» **What the task requires**: From the entries below, return every line that includes the word "Copy".

» **Record extracts**:
Content starts
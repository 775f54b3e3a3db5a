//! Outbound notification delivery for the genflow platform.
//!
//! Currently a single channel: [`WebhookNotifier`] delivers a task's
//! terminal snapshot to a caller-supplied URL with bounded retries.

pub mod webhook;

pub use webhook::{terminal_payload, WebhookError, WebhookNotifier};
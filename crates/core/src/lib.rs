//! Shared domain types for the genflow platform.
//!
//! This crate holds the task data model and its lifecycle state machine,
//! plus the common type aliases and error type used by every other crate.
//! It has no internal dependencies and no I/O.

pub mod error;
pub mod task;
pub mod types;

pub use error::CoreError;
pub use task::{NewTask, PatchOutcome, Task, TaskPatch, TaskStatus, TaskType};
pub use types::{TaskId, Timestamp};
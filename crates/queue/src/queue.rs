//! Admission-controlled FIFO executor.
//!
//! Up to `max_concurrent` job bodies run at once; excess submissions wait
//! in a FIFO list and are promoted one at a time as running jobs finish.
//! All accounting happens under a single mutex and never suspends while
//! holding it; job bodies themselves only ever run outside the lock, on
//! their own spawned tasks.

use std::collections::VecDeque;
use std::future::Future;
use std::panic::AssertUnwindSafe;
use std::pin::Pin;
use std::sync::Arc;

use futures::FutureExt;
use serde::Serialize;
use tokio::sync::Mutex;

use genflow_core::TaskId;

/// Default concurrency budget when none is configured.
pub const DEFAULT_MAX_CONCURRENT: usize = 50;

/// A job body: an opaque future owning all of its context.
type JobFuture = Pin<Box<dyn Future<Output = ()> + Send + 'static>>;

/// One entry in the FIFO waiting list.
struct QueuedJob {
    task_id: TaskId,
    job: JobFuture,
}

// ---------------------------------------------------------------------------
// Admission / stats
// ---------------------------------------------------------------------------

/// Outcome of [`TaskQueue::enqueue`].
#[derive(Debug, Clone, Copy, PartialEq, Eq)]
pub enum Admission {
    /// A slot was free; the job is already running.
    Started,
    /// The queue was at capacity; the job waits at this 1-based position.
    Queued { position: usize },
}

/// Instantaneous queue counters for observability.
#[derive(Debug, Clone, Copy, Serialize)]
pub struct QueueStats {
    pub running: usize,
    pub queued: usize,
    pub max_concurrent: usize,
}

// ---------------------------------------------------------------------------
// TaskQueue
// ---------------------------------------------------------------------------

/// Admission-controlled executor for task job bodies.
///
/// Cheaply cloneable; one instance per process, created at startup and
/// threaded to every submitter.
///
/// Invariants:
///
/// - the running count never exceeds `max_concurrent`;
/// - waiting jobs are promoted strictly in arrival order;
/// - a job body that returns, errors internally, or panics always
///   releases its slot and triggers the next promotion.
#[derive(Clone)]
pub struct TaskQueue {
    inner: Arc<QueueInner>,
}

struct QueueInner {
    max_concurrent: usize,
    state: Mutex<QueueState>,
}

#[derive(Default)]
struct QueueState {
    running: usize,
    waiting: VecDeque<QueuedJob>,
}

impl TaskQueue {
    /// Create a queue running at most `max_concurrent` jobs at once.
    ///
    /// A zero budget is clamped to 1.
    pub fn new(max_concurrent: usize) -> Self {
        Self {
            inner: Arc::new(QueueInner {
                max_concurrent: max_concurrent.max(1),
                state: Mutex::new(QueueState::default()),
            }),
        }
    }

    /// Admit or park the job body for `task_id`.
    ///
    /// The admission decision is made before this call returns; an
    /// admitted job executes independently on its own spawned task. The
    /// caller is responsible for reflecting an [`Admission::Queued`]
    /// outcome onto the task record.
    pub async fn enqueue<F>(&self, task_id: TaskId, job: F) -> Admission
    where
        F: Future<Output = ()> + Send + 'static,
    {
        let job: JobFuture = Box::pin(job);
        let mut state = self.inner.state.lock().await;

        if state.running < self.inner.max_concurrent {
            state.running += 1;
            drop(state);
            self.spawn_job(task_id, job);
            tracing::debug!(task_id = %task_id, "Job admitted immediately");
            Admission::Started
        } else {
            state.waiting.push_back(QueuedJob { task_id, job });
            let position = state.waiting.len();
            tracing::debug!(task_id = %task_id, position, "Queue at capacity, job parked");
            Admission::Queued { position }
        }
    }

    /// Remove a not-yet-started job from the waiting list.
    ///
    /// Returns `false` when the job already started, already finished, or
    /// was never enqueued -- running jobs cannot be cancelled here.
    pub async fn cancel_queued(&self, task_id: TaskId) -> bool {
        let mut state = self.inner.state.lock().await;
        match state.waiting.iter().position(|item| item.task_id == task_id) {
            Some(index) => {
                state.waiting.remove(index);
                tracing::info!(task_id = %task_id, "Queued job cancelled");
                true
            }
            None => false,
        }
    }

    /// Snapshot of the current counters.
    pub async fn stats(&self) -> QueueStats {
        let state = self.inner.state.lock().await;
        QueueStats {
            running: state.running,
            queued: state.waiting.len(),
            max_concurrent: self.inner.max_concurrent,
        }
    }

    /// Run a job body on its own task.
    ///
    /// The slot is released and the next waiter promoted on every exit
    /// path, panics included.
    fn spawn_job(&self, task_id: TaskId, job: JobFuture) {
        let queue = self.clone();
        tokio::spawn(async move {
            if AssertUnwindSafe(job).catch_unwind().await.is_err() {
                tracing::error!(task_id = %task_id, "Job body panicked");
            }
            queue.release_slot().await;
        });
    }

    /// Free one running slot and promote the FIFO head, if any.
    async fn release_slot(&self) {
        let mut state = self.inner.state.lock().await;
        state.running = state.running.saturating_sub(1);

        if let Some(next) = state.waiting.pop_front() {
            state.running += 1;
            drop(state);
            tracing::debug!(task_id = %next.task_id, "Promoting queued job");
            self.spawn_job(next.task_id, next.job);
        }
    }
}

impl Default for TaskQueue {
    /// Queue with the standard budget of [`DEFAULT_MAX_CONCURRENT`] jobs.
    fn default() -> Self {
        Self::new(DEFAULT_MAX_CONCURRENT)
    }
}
Content ends
Content starts
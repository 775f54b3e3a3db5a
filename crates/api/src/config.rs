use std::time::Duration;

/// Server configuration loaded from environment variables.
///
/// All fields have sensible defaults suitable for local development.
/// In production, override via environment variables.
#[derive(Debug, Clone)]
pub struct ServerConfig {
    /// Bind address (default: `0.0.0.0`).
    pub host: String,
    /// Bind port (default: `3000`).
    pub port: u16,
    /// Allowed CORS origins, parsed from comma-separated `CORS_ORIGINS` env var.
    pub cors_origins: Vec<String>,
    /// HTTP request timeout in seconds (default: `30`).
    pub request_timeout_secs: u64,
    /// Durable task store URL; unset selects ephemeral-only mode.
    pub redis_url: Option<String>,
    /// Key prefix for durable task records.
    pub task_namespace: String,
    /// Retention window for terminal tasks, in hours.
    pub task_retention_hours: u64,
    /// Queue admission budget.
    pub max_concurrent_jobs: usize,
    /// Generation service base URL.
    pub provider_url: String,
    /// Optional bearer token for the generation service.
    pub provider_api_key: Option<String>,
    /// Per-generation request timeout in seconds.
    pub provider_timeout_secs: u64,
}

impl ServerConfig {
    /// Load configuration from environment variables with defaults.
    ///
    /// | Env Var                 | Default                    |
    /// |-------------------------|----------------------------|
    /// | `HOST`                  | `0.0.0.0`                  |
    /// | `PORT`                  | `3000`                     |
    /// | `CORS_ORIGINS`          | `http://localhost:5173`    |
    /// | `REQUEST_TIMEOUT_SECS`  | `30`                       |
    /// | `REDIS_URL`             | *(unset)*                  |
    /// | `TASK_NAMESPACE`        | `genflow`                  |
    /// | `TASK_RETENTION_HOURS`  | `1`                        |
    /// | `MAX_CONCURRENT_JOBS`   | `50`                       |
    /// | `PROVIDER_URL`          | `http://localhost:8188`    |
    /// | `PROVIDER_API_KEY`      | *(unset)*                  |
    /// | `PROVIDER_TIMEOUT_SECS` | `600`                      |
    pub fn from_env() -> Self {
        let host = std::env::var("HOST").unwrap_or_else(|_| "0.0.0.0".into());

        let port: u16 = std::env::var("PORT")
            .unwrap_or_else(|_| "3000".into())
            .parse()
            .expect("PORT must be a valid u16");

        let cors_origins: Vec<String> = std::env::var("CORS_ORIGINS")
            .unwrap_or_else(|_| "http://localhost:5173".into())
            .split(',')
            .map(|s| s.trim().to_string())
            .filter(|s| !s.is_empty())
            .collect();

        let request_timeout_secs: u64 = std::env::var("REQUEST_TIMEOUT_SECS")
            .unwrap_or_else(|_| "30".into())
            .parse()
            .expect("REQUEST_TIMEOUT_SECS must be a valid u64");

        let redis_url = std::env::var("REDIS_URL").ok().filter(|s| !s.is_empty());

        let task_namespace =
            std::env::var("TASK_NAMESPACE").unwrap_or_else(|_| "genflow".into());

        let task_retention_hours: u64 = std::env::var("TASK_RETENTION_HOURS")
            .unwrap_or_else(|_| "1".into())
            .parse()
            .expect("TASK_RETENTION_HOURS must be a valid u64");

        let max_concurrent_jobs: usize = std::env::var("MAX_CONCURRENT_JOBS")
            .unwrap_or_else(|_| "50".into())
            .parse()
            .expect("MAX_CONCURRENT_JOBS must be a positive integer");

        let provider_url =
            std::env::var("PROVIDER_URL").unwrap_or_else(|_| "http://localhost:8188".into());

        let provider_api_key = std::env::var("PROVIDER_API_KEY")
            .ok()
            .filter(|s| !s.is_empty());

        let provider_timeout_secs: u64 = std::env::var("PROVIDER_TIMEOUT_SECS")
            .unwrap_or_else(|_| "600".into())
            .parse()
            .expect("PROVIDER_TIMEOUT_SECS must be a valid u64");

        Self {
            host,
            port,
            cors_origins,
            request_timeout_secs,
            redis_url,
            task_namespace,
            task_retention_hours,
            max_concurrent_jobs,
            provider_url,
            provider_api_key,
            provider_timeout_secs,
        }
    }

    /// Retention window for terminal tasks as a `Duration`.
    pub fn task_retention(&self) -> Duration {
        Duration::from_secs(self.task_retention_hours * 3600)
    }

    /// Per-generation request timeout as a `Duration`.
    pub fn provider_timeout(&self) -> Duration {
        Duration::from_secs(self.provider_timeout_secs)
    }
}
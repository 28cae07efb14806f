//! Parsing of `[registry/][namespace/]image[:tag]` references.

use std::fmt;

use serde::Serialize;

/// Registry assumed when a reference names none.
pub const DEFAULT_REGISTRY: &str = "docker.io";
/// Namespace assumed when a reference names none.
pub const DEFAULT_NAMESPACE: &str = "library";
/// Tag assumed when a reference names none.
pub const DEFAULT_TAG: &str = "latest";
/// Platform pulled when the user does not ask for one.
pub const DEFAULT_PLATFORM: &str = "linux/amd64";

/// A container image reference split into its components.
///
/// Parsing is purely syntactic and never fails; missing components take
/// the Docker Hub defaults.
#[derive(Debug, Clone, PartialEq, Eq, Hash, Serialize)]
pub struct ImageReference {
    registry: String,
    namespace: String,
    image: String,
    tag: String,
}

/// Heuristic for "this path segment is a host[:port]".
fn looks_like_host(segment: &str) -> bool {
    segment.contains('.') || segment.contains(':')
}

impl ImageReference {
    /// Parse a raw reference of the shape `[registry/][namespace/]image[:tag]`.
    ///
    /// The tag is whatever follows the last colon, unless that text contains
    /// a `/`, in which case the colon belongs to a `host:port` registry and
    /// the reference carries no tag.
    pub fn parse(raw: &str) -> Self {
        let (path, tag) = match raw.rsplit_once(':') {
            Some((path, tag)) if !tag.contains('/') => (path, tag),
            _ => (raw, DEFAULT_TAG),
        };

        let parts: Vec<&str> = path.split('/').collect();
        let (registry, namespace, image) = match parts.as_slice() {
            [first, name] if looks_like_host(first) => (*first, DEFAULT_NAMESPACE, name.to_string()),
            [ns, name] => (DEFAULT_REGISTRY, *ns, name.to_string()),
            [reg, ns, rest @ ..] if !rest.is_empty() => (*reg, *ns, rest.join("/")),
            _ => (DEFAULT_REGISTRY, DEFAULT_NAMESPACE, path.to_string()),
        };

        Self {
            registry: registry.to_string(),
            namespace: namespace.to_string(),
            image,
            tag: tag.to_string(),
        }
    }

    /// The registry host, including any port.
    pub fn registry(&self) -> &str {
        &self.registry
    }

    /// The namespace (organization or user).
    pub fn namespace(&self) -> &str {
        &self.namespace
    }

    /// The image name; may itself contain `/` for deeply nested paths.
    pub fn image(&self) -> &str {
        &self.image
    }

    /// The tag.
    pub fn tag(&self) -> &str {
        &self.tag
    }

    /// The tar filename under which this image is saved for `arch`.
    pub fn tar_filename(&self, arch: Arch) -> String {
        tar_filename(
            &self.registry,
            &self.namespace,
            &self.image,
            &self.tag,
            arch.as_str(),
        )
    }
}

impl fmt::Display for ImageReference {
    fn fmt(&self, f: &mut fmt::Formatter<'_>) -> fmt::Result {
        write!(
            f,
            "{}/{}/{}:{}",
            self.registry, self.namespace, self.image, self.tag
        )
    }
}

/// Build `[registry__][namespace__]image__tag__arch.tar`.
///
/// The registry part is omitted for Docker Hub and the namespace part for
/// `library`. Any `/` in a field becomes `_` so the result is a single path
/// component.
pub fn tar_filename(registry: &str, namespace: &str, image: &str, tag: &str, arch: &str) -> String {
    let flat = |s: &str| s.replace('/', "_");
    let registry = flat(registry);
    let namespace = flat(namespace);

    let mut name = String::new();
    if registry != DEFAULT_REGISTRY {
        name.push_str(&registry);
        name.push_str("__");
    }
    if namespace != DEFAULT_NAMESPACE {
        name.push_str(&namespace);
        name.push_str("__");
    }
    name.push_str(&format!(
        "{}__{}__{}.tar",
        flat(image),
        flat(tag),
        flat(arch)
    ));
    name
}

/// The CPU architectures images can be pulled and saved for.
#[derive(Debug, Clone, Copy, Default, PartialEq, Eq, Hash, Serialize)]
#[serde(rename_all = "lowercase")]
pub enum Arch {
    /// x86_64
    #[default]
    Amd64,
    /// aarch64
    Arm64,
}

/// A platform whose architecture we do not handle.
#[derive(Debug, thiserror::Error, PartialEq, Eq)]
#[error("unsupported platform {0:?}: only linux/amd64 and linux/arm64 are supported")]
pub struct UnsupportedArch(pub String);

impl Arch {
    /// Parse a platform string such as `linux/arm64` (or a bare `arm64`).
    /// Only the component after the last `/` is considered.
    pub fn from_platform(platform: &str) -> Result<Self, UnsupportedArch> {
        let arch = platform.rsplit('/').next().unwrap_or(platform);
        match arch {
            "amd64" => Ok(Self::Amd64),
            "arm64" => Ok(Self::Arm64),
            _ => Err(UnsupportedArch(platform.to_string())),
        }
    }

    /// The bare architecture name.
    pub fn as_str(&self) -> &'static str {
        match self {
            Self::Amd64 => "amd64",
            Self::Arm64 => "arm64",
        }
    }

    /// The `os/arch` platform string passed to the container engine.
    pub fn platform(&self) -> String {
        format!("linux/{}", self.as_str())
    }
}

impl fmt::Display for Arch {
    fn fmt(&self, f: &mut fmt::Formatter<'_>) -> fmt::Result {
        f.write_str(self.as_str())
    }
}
Content ends
» **Output of the task**:
#[derive(Debug, Clone, Copy, PartialEq, Eq)]
#[derive(Debug, Clone, Copy, Serialize)]
#[derive(Debug, Clone, Copy, Default, PartialEq, Eq, Hash, Serialize)]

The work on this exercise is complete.